ATLANTA – If Ronald Reagan were alive today, he would see the fruits of the legal revolution he ignited in last week’s stunning court-ordered halt of new embryonic stem cell research.

Surely former President George W. Bush, whose appointees are pushing the law further right, is giving himself high fives.

In a 15-page ruling last week, a Reagan appointee stopped new research that uses cells from discarded embryos, at least for now. The order suspends one of the most promising areas of scientific effort aimed at treating, perhaps curing, an array of debilitating and deadly conditions.

U.S. District Court Judge Royce Lamberth said that using cells available only through the destruction of embryos violates a congressional mandate.

If you’re tempted to accuse Lamberth of right-wing, results-oriented judging, don’t. He offers a reasonable interpretation of a provision Congress passed in 1996 and renews annually.

If he were only invoking the law as a cover for a personal, moral aversion to using embryonic cells, he wouldn’t have tried to throw the case out of court last year. But last October, Lamberth, a conservative, ordered the case dismissed because the plaintiffs, religious and ideologically driven groups and individuals, plus the embryos themselves (you read that right), had no legal standing to sue. That should have ended the case.

But two plaintiffs appealed and had the good fortune to find themselves before a three-judge panel made up of another Reagan appointee, Douglas Ginsburg, and two of Bush’s most ideological nominees to the federal bench, Janice Rogers Brown and Brett Kavanaugh.

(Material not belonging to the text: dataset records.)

//! Tenant site records and template selection
//!
//! A `TenantSite` is the stored configuration for one breeder's public
//! kennel website: which of the four presentation templates it uses, its
//! color scheme, and an arbitrary nested content document the breeder edits
//! through the app. This crate only ever reads these records.

use chrono::{DateTime, Utc};
use serde::{Deserialize, Serialize};
use std::fmt;
use std::str::FromStr;
use uuid::Uuid;

/// The four presentation templates a kennel site can use.
///
/// The set is closed: template dispatch is an exhaustive match everywhere,
/// and unrecognized stored tags collapse to `ProfessionalBreeder` at parse
/// time via [`TemplateKind::from_tag`]. Because both the content mapper and
/// the renderer consume the already-parsed variant, they cannot disagree on
/// the fallback.
#[derive(Debug, Clone, Copy, PartialEq, Eq, Hash, Serialize, Deserialize)]
#[serde(into = "String", from = "String")]
pub enum TemplateKind {
    ProfessionalBreeder,
    ShowKennel,
    FamilyBreeder,
    MultiServiceKennel,
}

impl TemplateKind {
    /// Parse a stored template tag.
    ///
    /// Unknown tags fall back to `ProfessionalBreeder` rather than failing:
    /// a degraded-but-present rendering beats an error page for a site whose
    /// stored configuration predates or postdates this binary.
    pub fn from_tag(tag: &str) -> Self {
        match tag {
            "professional-breeder" => TemplateKind::ProfessionalBreeder,
            "show-kennel" => TemplateKind::ShowKennel,
            "family-breeder" => TemplateKind::FamilyBreeder,
            "multi-service-kennel" => TemplateKind::MultiServiceKennel,
            _ => TemplateKind::ProfessionalBreeder,
        }
    }

    /// The canonical stored tag for this template
    pub fn as_tag(&self) -> &'static str {
        match self {
            TemplateKind::ProfessionalBreeder => "professional-breeder",
            TemplateKind::ShowKennel => "show-kennel",
            TemplateKind::FamilyBreeder => "family-breeder",
            TemplateKind::MultiServiceKennel => "multi-service-kennel",
        }
    }
}

impl Default for TemplateKind {
    fn default() -> Self {
        TemplateKind::ProfessionalBreeder
    }
}

impl fmt::Display for TemplateKind {
    fn fmt(&self, f: &mut fmt::Formatter<'_>) -> fmt::Result {
        write!(f, "{}", self.as_tag())
    }
}

impl FromStr for TemplateKind {
    type Err = std::convert::Infallible;

    fn from_str(s: &str) -> Result<Self, Self::Err> {
        Ok(Self::from_tag(s))
    }
}

impl From<String> for TemplateKind {
    fn from(tag: String) -> Self {
        Self::from_tag(&tag)
    }
}

impl From<TemplateKind> for String {
    fn from(kind: TemplateKind) -> Self {
        kind.as_tag().to_string()
    }
}

/// Stored configuration record for one tenant's public kennel site.
///
/// Read-only from the renderer's perspective; created and edited by the
/// owning breeder through the app. A record with `published == false` must
/// never be rendered publicly and is treated exactly like a missing record.
#[derive(Debug, Clone, PartialEq, Serialize, Deserialize)]
pub struct TenantSite {
    pub id: Uuid,

    /// Owning breeder; every domain read is scoped by this id
    pub breeder_id: Uuid,

    /// Unique site name, doubles as the subdomain slug
    pub site_name: String,

    /// Custom domain bound to this site, if any
    pub custom_domain: Option<String>,

    /// Which of the four presentation templates to render
    pub template: TemplateKind,

    /// Color scheme identifier, becomes a CSS class on the rendered page
    pub color_scheme: String,

    /// Arbitrary nested content document (about text, contact info, social
    /// links, featured-dog ids, per-template extension fields). All reads
    /// are optional-with-default.
    pub content: serde_json::Value,

    /// Publish flag; unpublished sites render as not-found
    pub published: bool,

    pub created_at: DateTime<Utc>,
    pub updated_at: DateTime<Utc>,
}

#[cfg(test)]
mod tests {
    use super::*;

    #[test]
    fn test_from_tag_known_variants() {
        assert_eq!(
            TemplateKind::from_tag("professional-breeder"),
            TemplateKind::ProfessionalBreeder
        );
        assert_eq!(
            TemplateKind::from_tag("show-kennel"),
            TemplateKind::ShowKennel
        );
        assert_eq!(
            TemplateKind::from_tag("family-breeder"),
            TemplateKind::FamilyBreeder
        );
        assert_eq!(
            TemplateKind::from_tag("multi-service-kennel"),
            TemplateKind::MultiServiceKennel
        );
    }

    #[test]
    fn test_from_tag_unknown_falls_back() {
        assert_eq!(
            TemplateKind::from_tag("holographic-kennel"),
            TemplateKind::ProfessionalBreeder
        );
        assert_eq!(TemplateKind::from_tag(""), TemplateKind::ProfessionalBreeder);
    }

    #[test]
    fn test_tag_round_trip() {
        for kind in [
            TemplateKind::ProfessionalBreeder,
            TemplateKind::ShowKennel,
            TemplateKind::FamilyBreeder,
            TemplateKind::MultiServiceKennel,
        ] {
            assert_eq!(TemplateKind::from_tag(kind.as_tag()), kind);
        }
    }

    #[test]
    fn test_serde_uses_tags() {
        let json = serde_json::to_string(&TemplateKind::ShowKennel).unwrap();
        assert_eq!(json, "\"show-kennel\"");

        let parsed: TemplateKind = serde_json::from_str("\"family-breeder\"").unwrap();
        assert_eq!(parsed, TemplateKind::FamilyBreeder);

        // Unknown tags deserialize to the fallback, not an error
        let parsed: TemplateKind = serde_json::from_str("\"no-such-template\"").unwrap();
        assert_eq!(parsed, TemplateKind::ProfessionalBreeder);
    }
}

Democrats blocked both of them from the federal bench for years. They cited remarks and rulings from Brown, then chief justice of the Texas Supreme Court, to say she was pursuing a political agenda, not loyalty to the law. And Kavanaugh had been a political lawyer as an assistant to Ken Starr in the Whitewater-and-Whatever investigation and a top legal adviser to Bush when White House positions on presidential secrecy and terrorism matters veered off legal course.

Led by the more moderate Ginsburg, the trio reversed Lamberth in June, contorting the law on legal standing and abandoning common sense. The judges said two researchers who use stem cells from adults will serve just fine for plaintiffs.

The two scientists claim that when President Obama eased Bush’s restrictions on embryonic stem cell research, he invited more competition from researchers vying for the sort of federal grants they sought.

This makes them eligible to sue, the court said, under the “competitor standing doctrine,” which favors plaintiffs who say their business was hurt because a wrongful action generated more competition.

That the appellate panel applied the concept to this case is remarkable, given how speculative is the researchers’ claim that they would almost surely get federal money if it weren’t for Obama’s expanded program for studying embryonic cells.

It was only then, when the litigation showed up on his desk again, that Lamberth moved onto the next issue: whether to grant a temporary injunction until both sides can lay out their arguments in greater detail.

The central issue is a provision that says no federal funds can be used for research that causes the destruction of an embryo.

Lamberth found that language clear. He said the plaintiffs stand a good chance of prevailing on the merits, so he granted the temporary injunction.

He didn’t buy the argument that the embryos, which come from fertility clinics, were no longer wanted by donors, and so were already going to be destroyed, so the research wasn’t responsible for that.

While the congressional ban forbids using government money to destroy the embryos, Obama’s regulations permit scientists to use the cells resulting from privately funded destruction.

Congress has twice passed bills that would have allowed for embryonic stem cell research under certain conditions, and twice Bush vetoed them. It just might be put to a vote again.

In the meantime, the halt to this vital research offers yet another victory for the conservative legal movement. Reagan and Bush were especially diligent in naming young, ideological conservatives to the bench.

Last week’s ruling also offers proof that a president intent on altering the course of the law, as Bush and Reagan were, can turn courts into transmitters of his ideology and his policies long after his presidency ends.


Ann Woolner is a Bloomberg News columnist.